SWOT Overview of Opportunity in Flippa - Dropdav.com $40,000
Strength
- SAAS business which is a barrier to non-IT investor
- 2-word domain (but branded)
- Backlink from some authority websites
Weakness
- Dying usage (iPad WebDAV)
- Almost no organic traffic opportunity unless you develop with guides on other applications?
Opportunities
- For IT investor with cash to burn, you can develop it further with more products support
- Wait for a company like SME to buy it (think we saw one competitor did)
- Seller claimed an opportunity in IoT devices with Dropbox (not sure ourselves)
Threat
- Alternatives like Google Drive, Photos, maybe iCloud?, Raidrive or just do it the email way
Details
https://business.flippa.com/businesses/386/dropdav-saas-internet
Dropdav is a SAAS site that allows Apple users to access their Pages, Numbers, Keynotes files across their iPhone, iPad, iMac, and MacBook using DropBox as the storage medium.
iOS Apps
- Pages for iPad & iPhone
- Numbers for iPad & iPhone
- Keynote for iPad & iPhone
- OmniFocus for iPad & iPhone
- OmniGraffle for iPad
- OmniGraphSketcher for iPad
OS X Apps
- Transmit 3 & 4
- OmniFocus
- iBank
- CyberDuck
- Native Finder Support
Based on the website, it had switched to paid mode only at $5/month since 2011.
Story of DropDav
The iWork Apps for iPad had very clunky file import/export methods. Emailing the file back and forth to yourself, or connecting your iPad to iTunes were originally the only options. We longed for Dropbox integration. When WebDAV server support was added, we knew we could shoehorn in Dropbox access.
Setting up a WebDAV server using Apache on Linux was straightforward enough for our developers. But the Linux Dropbox client at the time wasn't very robust, and maintaining a whole copy of our Dropbox just for WebDAV access was not very elegant. The death knell to the Apache WebDAV + Dropbox client solution was the difficulty of supporting multiple users / multiple Dropbox accounts. It just wasn't workable.
Our Assessment on DropDav
We did our assessments without clarifications from the seller (as we didn't quite like it after some initial search)
Trends for Income
Based on the monthly cost of $5/user and $1,220 reported monthly revenue, it can be assumed there are 244 paid users. We look at the provided sales/P&L figures and it states
2016: $20,917.62
2017: $14,432.54
2018: $9,561.75
In summary, income dropped a staggering 55% in 2 years. We won't be surprised it was worse in 2019. The reported $1,220 seem much higher than expected as it would indicate $14,640/year which is even higher than its 2017 number. Nevertheless, we know the income is dropping for sure.

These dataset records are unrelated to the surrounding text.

//! Path template matching: observed request path → declared contract path
//!
//! Literal segments score 10, `{name}` segments score 1. The highest
//! cumulative score wins; ties go to the first candidate in list order.

use std::collections::HashMap;

const LITERAL_SCORE: u32 = 10;
const PARAM_SCORE: u32 = 1;

/// Winning template plus the values bound to its `{name}` segments.
#[derive(Debug, Clone, PartialEq, Eq)]
pub struct PathMatch<'a> {
    pub template: &'a str,
    pub params: HashMap<String, String>,
}

/// Strip the query string and one trailing `/`. The root path stays `/`.
#[must_use]
pub fn normalize_path(observed: &str) -> &str {
    let path = observed.split_once('?').map_or(observed, |(p, _)| p);
    match path.strip_suffix('/') {
        Some("") | None => path,
        Some(stripped) => stripped,
    }
}

/// Find the best matching template for `observed`.
///
/// Returns `None` when no candidate matches; that is not an error.
pub fn match_path<'a, I>(observed: &str, candidates: I) -> Option<PathMatch<'a>>
where
    I: IntoIterator<Item = &'a str>,
{
    let observed_segments = segments(normalize_path(observed));

    let mut best: Option<(u32, PathMatch<'a>)> = None;
    for template in candidates {
        let Some((score, params)) = score_template(template, &observed_segments) else {
            continue;
        };
        // Strictly greater: an equal score never displaces an earlier candidate
        if best.as_ref().is_none_or(|(top, _)| score > *top) {
            best = Some((score, PathMatch { template, params }));
        }
    }

    best.map(|(_, m)| m)
}

fn segments(path: &str) -> Vec<&str> {
    path.split('/').filter(|s| !s.is_empty()).collect()
}

fn score_template(template: &str, observed: &[&str]) -> Option<(u32, HashMap<String, String>)> {
    let template_segments = segments(template);
    if template_segments.len() != observed.len() {
        return None;
    }

    let mut score = 0;
    let mut params = HashMap::new();
    for (tpl, obs) in template_segments.iter().zip(observed) {
        if let Some(name) = param_name(tpl) {
            params.insert(name.to_string(), (*obs).to_string());
            score += PARAM_SCORE;
        } else if tpl == obs {
            score += LITERAL_SCORE;
        } else {
            return None;
        }
    }
    Some((score, params))
}

/// `{petId}` → `petId`. Segments like `{a}.json` are literals.
fn param_name(segment: &str) -> Option<&str> {
    segment
        .strip_prefix('{')
        .and_then(|s| s.strip_suffix('}'))
        .filter(|name| !name.is_empty() && !name.contains(['{', '}']))
}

We used to like Dropbox in the past, until Google Drive, Photos came and didn't need it. (Hopefully, Google Photos don't die as Google Inbox and FB Moments are stop)
As we like content marketing, we wish to see whether their organic traffic is evergreen. In blue is Dropbox WebDav and in red is iPad WebDav which we believed is the main target. The peak was in 2011 and it slides downwards really fast.
SEMRush did report 2.7K monthly traffic from 70 keywords. That is pitiful but then again there wasn't any content marketing effort.
Many Alternatives
We tried to find competitors that are still surviving. Raidrive.com seem like a free alternative with 40x more organic traffic (80.4k vs 2.7k).
Overall, I think it is a good starter site for a developer who has time to play around while having a small income. When we started, the first $1 dollar was the hardest thing and it might be useful for a developer to know it is possible to make money online. Other than that, I think it takes work to find more paying customers and why it was probably on sales. We don't have a plan for it and decided to forgo it too. Love the product though as it is really minimal work (but no opportunity to get ads too as WebDAV is transparent to users)
We decided to blog about our considerations in potential acquisitions while we are still coming up with some kind of guidelines. Although it is mainly for us and these are sites we won't buy, We hope this is useful for those who are doing the same.